Give as output the line that contains "pub async fn delete(&self, id: &str)", followed by every remaining line of the entries, unchanged and with nothing added.
THE RECORDS Start Marker
//! Configuration management for the Web Highlighter server

use std::env;

use serde::Serialize;
use thiserror::Error;

use crate::dom::BlockPolicy;
use crate::normalize::{UrlNormalizer, DEFAULT_TRACKING_PARAMS};
use crate::render::HighlightConfig;

/// Configuration errors
#[derive(Error, Debug)]
pub enum ConfigError {
    #[error("Invalid value for {name}: {value}")]
    InvalidValue { name: &'static str, value: String },
}

#[derive(Debug, Clone)]
pub struct Config {
    pub server: ServerConfig,
    pub storage: StorageConfig,
    pub highlighter: HighlighterConfig,
}

#[derive(Debug, Clone)]
pub struct ServerConfig {
    pub host: String,
    pub port: u16,
}

#[derive(Debug, Clone)]
pub struct StorageConfig {
    pub backend: StorageBackend,
    /// File used by the JSON backend
    pub path: String,
    /// Connection string used by the SQLite backend
    pub database_url: String,
}

#[derive(Debug, Clone, Copy, PartialEq, Eq, Serialize)]
#[serde(rename_all = "lowercase")]
pub enum StorageBackend {
    Memory,
    Json,
    Sqlite,
}

/// Settings of the anchor/restore core
#[derive(Debug, Clone)]
pub struct HighlighterConfig {
    pub highlight: HighlightConfig,
    pub block_policy: BlockPolicy,
    pub normalizer: UrlNormalizer,
    /// Strip scripts and inline handlers before parsing submitted pages
    pub sanitize: bool,
}

impl Default for HighlighterConfig {
    fn default() -> Self {
        Self {
            highlight: HighlightConfig::default(),
            block_policy: BlockPolicy::default(),
            normalizer: UrlNormalizer::default(),
            sanitize: true,
        }
    }
}

impl Default for Config {
    fn default() -> Self {
        Config {
            server: ServerConfig {
                host: "0.0.0.0".to_string(),
                port: 3000,
            },
            storage: StorageConfig {
                backend: StorageBackend::Json,
                path: "./highlights.json".to_string(),
                database_url: "sqlite:./highlights.db".to_string(),
            },
            highlighter: HighlighterConfig::default(),
        }
    }
}

impl Config {
    pub fn from_env() -> Result<Self, ConfigError> {
        let defaults = Config::default();

        let backend = match env::var("STORE_BACKEND")
            .unwrap_or_else(|_| "json".to_string())
            .to_lowercase()
            .as_str()
        {
            "memory" => StorageBackend::Memory,
            "json" => StorageBackend::Json,
            "sqlite" => StorageBackend::Sqlite,
            other => {
                return Err(ConfigError::InvalidValue {
                    name: "STORE_BACKEND",
                    value: other.to_string(),
                })
            }
        };

        let mut highlight = defaults.highlighter.highlight.clone();
        if let Ok(class_name) = env::var("HIGHLIGHT_CLASS") {
            highlight.class_name = class_name;
        }
        if let Ok(id_attribute) = env::var("HIGHLIGHT_ID_ATTRIBUTE") {
            highlight.id_attribute = id_attribute;
        }

        let block_policy = match env::var("BLOCK_CHILD_THRESHOLD") {
            Ok(value) => BlockPolicy::new(value.parse().map_err(|_| ConfigError::InvalidValue {
                name: "BLOCK_CHILD_THRESHOLD",
                value,
            })?),
            Err(_) => defaults.highlighter.block_policy,
        };

        let normalizer = match env::var("TRACKING_PARAMS") {
            Ok(list) => UrlNormalizer::new(
                list.split(',')
                    .map(str::trim)
                    .filter(|p| !p.is_empty())
                    .map(str::to_string),
            ),
            Err(_) => UrlNormalizer::new(DEFAULT_TRACKING_PARAMS.iter().map(|p| p.to_string())),
        };

        let sanitize = env::var("SANITIZE_HTML")
            .map(|v| !matches!(v.to_lowercase().as_str(), "0" | "false" | "no"))
            .unwrap_or(defaults.highlighter.sanitize);

        Ok(Config {
            server: ServerConfig {
                host: env::var("SERVER_HOST").unwrap_or(defaults.server.host),
                port: env::var("SERVER_PORT")
                    .ok()
                    .and_then(|p| p.parse().ok())
                    .unwrap_or(defaults.server.port),
            },
            storage: StorageConfig {
                backend,
                path: env::var("STORE_PATH").unwrap_or(defaults.storage.path),
                database_url: env::var("DATABASE_URL").unwrap_or(defaults.storage.database_url),
            },
            highlighter: HighlighterConfig {
                highlight,
                block_policy,
                normalizer,
                sanitize,
            },
        })
    }
}

#[cfg(test)]
mod tests {
    use super::*;

    #[test]
    fn test_defaults() {
        let config = Config::default();
        assert_eq!(config.server.port, 3000);
        assert_eq!(config.storage.backend, StorageBackend::Json);
        assert!(config.highlighter.sanitize);
        assert_eq!(config.highlighter.block_policy, BlockPolicy::default());
        assert_eq!(config.highlighter.highlight.id_attribute, "data-highlight-id");
    }
}
//! Management-side view over the persisted highlights
//!
//! Everything here works on the stored map only. Operations that affect a
//! rendered page return the `Command` to forward to it.

use std::collections::BTreeSet;
use std::sync::Arc;

use serde::Deserialize;
use thiserror::Error;

use crate::anchor::HighlightRecord;
use crate::page::Command;
use crate::store::{HighlightStore, StoreError};

/// Separator between merged highlight texts
pub const MERGE_SEPARATOR: &str = "\n\n";

/// Catalog errors
#[derive(Error, Debug)]
pub enum CatalogError {
    #[error("Highlight text cannot be empty")]
    EmptyText,

    #[error("Highlight not found: {0}")]
    NotFound(String),

    #[error(transparent)]
    Store(#[from] StoreError),
}

/// Filters for listing highlights
#[derive(Debug, Clone, Default, Deserialize)]
pub struct ListQuery {
    /// Case-insensitive substring of the text
    pub q: Option<String>,
    /// Hostname of the page; `all` disables the filter
    pub domain: Option<String>,
}

pub struct Catalog {
    store: Arc<dyn HighlightStore>,
}

impl Catalog {
    pub fn new(store: Arc<dyn HighlightStore>) -> Self {
        Self { store }
    }

    /// Matching records, newest first
    pub async fn list(&self, query: &ListQuery) -> Result<Vec<HighlightRecord>, CatalogError> {
        let needle = query
            .q
            .as_deref()
            .filter(|q| !q.is_empty())
            .map(str::to_lowercase);
        let domain = query.domain.as_deref().filter(|d| !d.is_empty() && *d != "all");

        let mut records: Vec<HighlightRecord> = self
            .store
            .get()
            .await?
            .into_values()
            .filter(|r| {
                needle
                    .as_ref()
                    .map_or(true, |n| r.text.to_lowercase().contains(n.as_str()))
            })
            .filter(|r| domain.map_or(true, |d| r.hostname().as_deref() == Some(d)))
            .collect();

        records.sort_by(|a, b| b.timestamp.cmp(&a.timestamp).then_with(|| a.id.cmp(&b.id)));
        Ok(records)
    }

    /// Distinct hostnames, sorted
    pub async fn domains(&self) -> Result<Vec<String>, CatalogError> {
        let domains: BTreeSet<String> = self
            .store
            .get()
            .await?
            .values()
            .filter_map(HighlightRecord::hostname)
            .collect();
        Ok(domains.into_iter().collect())
    }

    /// Texts of `ids` in the given order, separated by a blank line
    pub async fn merge(&self, ids: &[String]) -> Result<String, CatalogError> {
        let highlights = self.store.get().await?;
        let texts = ids
            .iter()
            .map(|id| {
                highlights
                    .get(id)
                    .map(|r| r.text.as_str())
                    .ok_or_else(|| CatalogError::NotFound(id.clone()))
            })
            .collect::<Result<Vec<_>, _>>()?;
        Ok(texts.join(MERGE_SEPARATOR))
    }

    /// Replace the text of a record
    pub async fn edit(
        &self,
        id: &str,
        text: &str,
    ) -> Result<(HighlightRecord, Command), CatalogError> {
        let text = text.trim();
        if text.is_empty() {
            return Err(CatalogError::EmptyText);
        }

        let mut highlights = self.store.get().await?;
        let record = highlights
            .get_mut(id)
            .ok_or_else(|| CatalogError::NotFound(id.to_string()))?;
        record.edit_text(text);
        let record = record.clone();
        self.store.set(highlights).await?;

        tracing::info!("Edited highlight {}", id);
        let command = Command::UpdateHighlight {
            highlight_id: record.id.clone(),
            new_text: record.text.clone(),
        };
        Ok((record, command))
    }

    /// Delete one record
    pub async fn delete(&self, id: &str) -> Result<(HighlightRecord, Command), CatalogError> {
        let mut highlights = self.store.get().await?;
        let record = highlights
            .remove(id)
            .ok_or_else(|| CatalogError::NotFound(id.to_string()))?;
        self.store.set(highlights).await?;

        tracing::info!("Deleted highlight {}", id);
        let command = Command::RemoveHighlight {
            highlight_id: record.id.clone(),
        };
        Ok((record, command))
    }

    /// Delete every record; returns how many there were
    pub async fn clear(&self) -> Result<(usize, Command), CatalogError> {
        let count = self.store.get().await?.len();
        self.store.set(Default::default()).await?;
        tracing::info!("Cleared {} highlights", count);
        Ok((count, Command::RemoveAllHighlights))
    }
}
THE RECORDS End Marker
* [EXERCISE RESULT]:
    pub async fn delete(&self, id: &str) -> Result<(HighlightRecord, Command), CatalogError> {
        let mut highlights = self.store.get().await?;
        let record = highlights
            .remove(id)
            .ok_or_else(|| CatalogError::NotFound(id.to_string()))?;
        self.store.set(highlights).await?;

        tracing::info!("Deleted highlight {}", id);
        let command = Command::RemoveHighlight {
            highlight_id: record.id.clone(),
        };
        Ok((record, command))
    }

    /// Delete every record; returns how many there were
    pub async fn clear(&self) -> Result<(usize, Command), CatalogError> {
        let count = self.store.get().await?.len();
        self.store.set(Default::default()).await?;
        tracing::info!("Cleared {} highlights", count);
        Ok((count, Command::RemoveAllHighlights))
    }
}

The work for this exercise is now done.